[[ RECORDS SHOWN, beginning ]]

//! Official Reddit API: post metadata for known submission ids.

use crate::retry::ensure_success;
use anyhow::{Context, Result};
use parking_lot::Mutex;
use serde::Deserialize;
use std::time::Duration;

pub const REDDIT_TOKEN_URL: &str = "https://www.reddit.com/api/v1/access_token";
pub const REDDIT_API_URL: &str = "https://oauth.reddit.com";

/// `/api/info` accepts at most this many fullnames per call.
pub const INFO_BATCH: usize = 100;

#[derive(Clone, Debug, Default, Deserialize)]
pub struct GalleryItem {
    pub media_id: String,
}

#[derive(Clone, Debug, Default, Deserialize)]
pub struct GalleryData {
    #[serde(default)]
    pub items: Vec<GalleryItem>,
}

/// The subset of a submission's fields the resolver reads.
#[derive(Clone, Debug, Default, Deserialize)]
pub struct PostInfo {
    pub id: String,
    #[serde(default)]
    pub title: String,
    #[serde(default)]
    pub url: String,
    #[serde(default)]
    pub score: i64,
    #[serde(default)]
    pub over_18: bool,
    #[serde(default)]
    pub removed_by_category: Option<String>,
    #[serde(default)]
    pub author: String,
    #[serde(default)]
    pub subreddit: String,
    #[serde(default)]
    pub created_utc: f64,
    #[serde(default)]
    pub permalink: String,
    #[serde(default)]
    pub gallery_data: Option<GalleryData>,
}

/// Metadata lookup for up to `INFO_BATCH` bare ids (no `t3_` prefix).
pub trait PostSource {
    fn get_info(&self, ids: &[String]) -> Result<Vec<PostInfo>>;
}

#[derive(Clone, Debug, Deserialize)]
pub struct RedditCredentials {
    pub client_id: String,
    pub client_secret: String,
    pub user_agent: String,
}

pub struct RedditClient {
    client: reqwest::blocking::Client,
    creds: RedditCredentials,
    token: Mutex<Option<String>>,
}

#[derive(Deserialize)]
struct TokenResponse {
    access_token: String,
}

#[derive(Deserialize)]
struct Listing {
    data: ListingData,
}

#[derive(Deserialize)]
struct ListingData {
    #[serde(default)]
    children: Vec<Thing>,
}

#[derive(Deserialize)]
struct Thing {
    data: PostInfo,
}

impl RedditClient {
    pub fn new(creds: RedditCredentials) -> Result<Self> {
        let client = reqwest::blocking::Client::builder()
            .user_agent(creds.user_agent.clone())
            .timeout(Duration::from_secs(60))
            .build()
            .context("build reddit http client")?;
        Ok(Self { client, creds, token: Mutex::new(None) })
    }

    /// Application-only OAuth token, fetched once and reused until rejected.
    fn token(&self) -> Result<String> {
        let mut guard = self.token.lock();
        if let Some(t) = guard.as_ref() {
            return Ok(t.clone());
        }
        let resp = self
            .client
            .post(REDDIT_TOKEN_URL)
            .basic_auth(&self.creds.client_id, Some(&self.creds.client_secret))
            .form(&[("grant_type", "client_credentials")])
            .send()
            .context("reddit token request")?;
        ensure_success(resp.status(), "reddit token endpoint")?;
        let tok: TokenResponse = resp.json().context("reddit token body")?;
        *guard = Some(tok.access_token.clone());
        Ok(tok.access_token)
    }
}

impl PostSource for RedditClient {
    fn get_info(&self, ids: &[String]) -> Result<Vec<PostInfo>> {
        let fullnames: Vec<String> = ids.iter().map(|id| format!("t3_{}", id)).collect();
        let token = self.token()?;
        let resp = self
            .client
            .get(format!("{}/api/info", REDDIT_API_URL))
            .bearer_auth(token)
            .query(&[("id", fullnames.join(",").as_str()), ("raw_json", "1")])
            .send()
            .context("reddit info request")?;
        if resp.status() == reqwest::StatusCode::UNAUTHORIZED {
            *self.token.lock() = None;
        }
        ensure_success(resp.status(), "reddit /api/info")?;
        let listing: Listing = resp.json().context("reddit info body")?;
        Ok(listing.data.children.into_iter().map(|t| t.data).collect())
    }
}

[[ RECORDS SHOWN, end ]]

Filter the entries by the string "Some" and copy each matching line.

• **WRITTEN SOLUTION**:
        if let Some(t) = guard.as_ref() {
            .basic_auth(&self.creds.client_id, Some(&self.creds.client_secret))
        *guard = Some(tok.access_token.clone());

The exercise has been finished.